Available records:

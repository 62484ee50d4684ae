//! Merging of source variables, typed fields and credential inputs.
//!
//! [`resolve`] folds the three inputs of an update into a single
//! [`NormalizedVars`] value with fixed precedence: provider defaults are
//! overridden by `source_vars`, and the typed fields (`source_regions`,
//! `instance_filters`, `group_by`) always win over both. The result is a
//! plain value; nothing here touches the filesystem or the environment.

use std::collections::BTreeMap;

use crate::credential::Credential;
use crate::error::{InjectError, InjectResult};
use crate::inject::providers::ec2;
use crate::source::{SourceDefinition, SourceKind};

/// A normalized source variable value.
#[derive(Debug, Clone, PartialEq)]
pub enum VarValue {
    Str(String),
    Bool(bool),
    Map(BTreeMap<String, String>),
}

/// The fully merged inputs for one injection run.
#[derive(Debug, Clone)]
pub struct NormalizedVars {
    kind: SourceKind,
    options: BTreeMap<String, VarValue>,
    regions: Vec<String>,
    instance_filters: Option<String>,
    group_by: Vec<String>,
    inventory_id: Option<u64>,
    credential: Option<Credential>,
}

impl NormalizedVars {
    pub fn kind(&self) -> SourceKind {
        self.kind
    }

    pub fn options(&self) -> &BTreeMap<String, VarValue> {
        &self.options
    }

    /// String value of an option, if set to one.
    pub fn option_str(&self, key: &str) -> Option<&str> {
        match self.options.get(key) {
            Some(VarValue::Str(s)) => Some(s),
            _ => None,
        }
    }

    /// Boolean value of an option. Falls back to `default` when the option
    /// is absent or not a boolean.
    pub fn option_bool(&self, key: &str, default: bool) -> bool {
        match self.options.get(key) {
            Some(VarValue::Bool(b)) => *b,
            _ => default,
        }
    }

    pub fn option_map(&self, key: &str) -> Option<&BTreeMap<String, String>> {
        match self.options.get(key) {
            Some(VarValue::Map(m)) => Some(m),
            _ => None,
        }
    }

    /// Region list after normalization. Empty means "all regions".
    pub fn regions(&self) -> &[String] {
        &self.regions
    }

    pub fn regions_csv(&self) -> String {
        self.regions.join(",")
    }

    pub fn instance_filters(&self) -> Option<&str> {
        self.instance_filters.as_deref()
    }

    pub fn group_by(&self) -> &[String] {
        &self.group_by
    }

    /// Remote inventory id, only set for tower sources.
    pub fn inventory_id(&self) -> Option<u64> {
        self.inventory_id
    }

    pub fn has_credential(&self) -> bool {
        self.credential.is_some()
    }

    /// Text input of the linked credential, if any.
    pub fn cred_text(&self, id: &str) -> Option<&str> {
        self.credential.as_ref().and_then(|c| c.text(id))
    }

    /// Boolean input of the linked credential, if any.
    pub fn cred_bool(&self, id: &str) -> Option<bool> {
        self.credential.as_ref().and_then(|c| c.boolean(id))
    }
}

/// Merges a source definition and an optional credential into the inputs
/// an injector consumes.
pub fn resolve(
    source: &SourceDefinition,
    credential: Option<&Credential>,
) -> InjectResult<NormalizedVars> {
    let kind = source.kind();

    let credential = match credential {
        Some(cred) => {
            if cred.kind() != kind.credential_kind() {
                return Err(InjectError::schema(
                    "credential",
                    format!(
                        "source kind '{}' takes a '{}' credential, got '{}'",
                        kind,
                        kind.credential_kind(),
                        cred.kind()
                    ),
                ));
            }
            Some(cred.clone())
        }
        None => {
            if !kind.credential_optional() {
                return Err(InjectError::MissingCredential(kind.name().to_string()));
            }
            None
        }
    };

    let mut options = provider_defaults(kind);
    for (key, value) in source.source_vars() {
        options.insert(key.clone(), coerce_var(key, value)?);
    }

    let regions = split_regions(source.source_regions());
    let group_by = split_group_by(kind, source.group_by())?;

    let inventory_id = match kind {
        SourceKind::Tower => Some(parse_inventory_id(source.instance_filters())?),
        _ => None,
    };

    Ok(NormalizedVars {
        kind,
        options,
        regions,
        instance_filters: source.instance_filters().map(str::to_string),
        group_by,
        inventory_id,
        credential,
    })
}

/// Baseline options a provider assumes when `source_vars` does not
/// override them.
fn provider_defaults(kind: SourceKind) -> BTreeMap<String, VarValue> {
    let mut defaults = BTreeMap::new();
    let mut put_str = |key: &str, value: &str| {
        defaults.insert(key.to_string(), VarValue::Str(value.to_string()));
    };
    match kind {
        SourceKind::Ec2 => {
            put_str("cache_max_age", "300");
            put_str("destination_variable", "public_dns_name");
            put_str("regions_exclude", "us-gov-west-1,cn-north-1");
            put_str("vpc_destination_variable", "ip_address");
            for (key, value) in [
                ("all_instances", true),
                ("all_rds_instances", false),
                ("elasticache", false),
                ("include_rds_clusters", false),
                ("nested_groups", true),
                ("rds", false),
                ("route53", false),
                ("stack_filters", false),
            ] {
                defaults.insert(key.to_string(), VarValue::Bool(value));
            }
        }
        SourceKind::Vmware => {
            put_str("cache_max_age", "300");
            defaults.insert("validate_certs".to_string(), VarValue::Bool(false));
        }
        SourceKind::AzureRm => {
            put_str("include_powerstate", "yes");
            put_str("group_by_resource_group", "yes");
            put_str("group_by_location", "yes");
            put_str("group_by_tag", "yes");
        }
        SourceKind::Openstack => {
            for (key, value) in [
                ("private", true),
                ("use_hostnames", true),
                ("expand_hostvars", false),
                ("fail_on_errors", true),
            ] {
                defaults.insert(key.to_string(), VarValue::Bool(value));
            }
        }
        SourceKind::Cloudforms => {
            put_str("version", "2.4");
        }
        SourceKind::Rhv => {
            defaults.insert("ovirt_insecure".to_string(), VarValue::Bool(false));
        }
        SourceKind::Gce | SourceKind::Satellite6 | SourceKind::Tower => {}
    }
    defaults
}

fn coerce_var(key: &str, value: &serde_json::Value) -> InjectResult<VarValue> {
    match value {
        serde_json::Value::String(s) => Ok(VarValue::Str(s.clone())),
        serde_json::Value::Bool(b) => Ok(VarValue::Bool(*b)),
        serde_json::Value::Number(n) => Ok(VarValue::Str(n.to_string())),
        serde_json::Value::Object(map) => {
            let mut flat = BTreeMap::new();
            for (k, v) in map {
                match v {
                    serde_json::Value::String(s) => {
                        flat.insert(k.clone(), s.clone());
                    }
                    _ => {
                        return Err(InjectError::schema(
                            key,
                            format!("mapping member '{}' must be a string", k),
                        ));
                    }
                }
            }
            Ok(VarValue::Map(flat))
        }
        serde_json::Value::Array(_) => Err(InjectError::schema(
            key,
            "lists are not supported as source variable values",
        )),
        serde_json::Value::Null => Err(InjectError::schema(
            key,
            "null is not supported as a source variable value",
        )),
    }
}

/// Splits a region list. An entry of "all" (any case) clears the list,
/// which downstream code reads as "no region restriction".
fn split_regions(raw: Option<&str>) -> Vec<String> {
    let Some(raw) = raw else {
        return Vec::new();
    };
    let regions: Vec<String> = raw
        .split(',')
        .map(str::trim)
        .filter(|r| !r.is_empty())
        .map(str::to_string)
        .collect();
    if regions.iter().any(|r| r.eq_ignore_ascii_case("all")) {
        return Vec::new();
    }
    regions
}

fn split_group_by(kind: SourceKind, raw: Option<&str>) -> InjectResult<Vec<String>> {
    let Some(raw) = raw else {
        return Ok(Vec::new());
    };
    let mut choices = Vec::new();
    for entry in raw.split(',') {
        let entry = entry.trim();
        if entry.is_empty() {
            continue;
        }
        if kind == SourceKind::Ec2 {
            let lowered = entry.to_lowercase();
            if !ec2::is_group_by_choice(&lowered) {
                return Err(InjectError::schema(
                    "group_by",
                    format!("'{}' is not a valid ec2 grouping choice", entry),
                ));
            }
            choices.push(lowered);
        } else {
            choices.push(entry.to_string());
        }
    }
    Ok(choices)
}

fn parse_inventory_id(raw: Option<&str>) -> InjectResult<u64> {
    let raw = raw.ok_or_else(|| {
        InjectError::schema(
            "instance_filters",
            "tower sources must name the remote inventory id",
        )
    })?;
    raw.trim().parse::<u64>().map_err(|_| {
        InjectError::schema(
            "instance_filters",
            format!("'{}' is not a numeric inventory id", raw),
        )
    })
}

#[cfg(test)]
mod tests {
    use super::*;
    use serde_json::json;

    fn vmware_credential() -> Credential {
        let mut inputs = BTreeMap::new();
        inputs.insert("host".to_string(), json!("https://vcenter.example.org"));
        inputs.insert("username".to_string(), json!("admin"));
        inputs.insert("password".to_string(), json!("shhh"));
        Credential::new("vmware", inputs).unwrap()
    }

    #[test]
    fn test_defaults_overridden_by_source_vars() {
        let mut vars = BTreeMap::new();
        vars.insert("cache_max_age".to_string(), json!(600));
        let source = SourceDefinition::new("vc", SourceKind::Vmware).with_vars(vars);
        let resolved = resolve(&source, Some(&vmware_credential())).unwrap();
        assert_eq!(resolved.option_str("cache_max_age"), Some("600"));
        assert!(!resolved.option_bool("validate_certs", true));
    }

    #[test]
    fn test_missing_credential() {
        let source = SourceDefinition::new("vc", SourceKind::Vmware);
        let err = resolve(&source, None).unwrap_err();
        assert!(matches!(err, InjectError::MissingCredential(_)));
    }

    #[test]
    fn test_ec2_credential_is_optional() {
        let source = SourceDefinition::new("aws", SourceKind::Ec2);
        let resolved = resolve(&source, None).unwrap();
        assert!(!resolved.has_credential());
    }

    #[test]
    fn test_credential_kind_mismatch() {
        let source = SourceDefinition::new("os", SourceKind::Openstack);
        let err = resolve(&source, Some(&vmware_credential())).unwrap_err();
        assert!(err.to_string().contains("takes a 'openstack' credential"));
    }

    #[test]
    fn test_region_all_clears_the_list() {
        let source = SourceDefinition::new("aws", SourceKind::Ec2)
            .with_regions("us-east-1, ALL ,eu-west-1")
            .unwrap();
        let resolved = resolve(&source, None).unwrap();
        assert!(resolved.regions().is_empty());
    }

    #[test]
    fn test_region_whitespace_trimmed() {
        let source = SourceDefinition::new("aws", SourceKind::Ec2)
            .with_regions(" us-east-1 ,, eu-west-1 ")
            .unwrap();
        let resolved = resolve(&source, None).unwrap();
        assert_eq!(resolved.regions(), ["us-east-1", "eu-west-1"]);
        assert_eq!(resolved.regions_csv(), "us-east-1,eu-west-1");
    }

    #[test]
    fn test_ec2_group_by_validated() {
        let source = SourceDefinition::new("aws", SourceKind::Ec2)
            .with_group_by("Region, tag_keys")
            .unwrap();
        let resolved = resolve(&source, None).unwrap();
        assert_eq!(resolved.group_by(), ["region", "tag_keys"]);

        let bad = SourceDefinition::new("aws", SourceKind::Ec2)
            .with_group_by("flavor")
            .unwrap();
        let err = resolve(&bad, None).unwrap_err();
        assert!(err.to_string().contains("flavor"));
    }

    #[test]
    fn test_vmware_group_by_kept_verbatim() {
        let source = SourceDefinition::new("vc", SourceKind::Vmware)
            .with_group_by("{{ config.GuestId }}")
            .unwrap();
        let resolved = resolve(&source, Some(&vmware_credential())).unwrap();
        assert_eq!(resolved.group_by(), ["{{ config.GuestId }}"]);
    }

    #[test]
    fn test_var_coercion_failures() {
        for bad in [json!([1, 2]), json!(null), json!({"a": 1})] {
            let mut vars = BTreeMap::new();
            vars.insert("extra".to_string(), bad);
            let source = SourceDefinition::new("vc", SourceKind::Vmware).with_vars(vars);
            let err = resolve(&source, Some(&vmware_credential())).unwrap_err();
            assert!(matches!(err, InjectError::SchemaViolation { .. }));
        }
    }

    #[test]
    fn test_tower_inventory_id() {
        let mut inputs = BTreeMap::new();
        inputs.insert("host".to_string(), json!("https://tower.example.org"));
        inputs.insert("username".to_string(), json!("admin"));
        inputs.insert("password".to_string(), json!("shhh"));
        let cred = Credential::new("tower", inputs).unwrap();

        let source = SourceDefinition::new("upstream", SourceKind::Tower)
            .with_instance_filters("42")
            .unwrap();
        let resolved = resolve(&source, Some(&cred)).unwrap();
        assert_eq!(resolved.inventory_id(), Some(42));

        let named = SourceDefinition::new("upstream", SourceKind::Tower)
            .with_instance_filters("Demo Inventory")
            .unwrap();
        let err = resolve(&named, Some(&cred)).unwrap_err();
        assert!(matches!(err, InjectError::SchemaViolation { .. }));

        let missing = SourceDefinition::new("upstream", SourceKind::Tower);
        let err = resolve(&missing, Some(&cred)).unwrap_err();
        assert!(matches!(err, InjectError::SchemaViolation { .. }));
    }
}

How to complete this task:
In the listing above, count the lines where the string "NormalizedVars" occurs, then give that count and nothing else.

Task answer:
5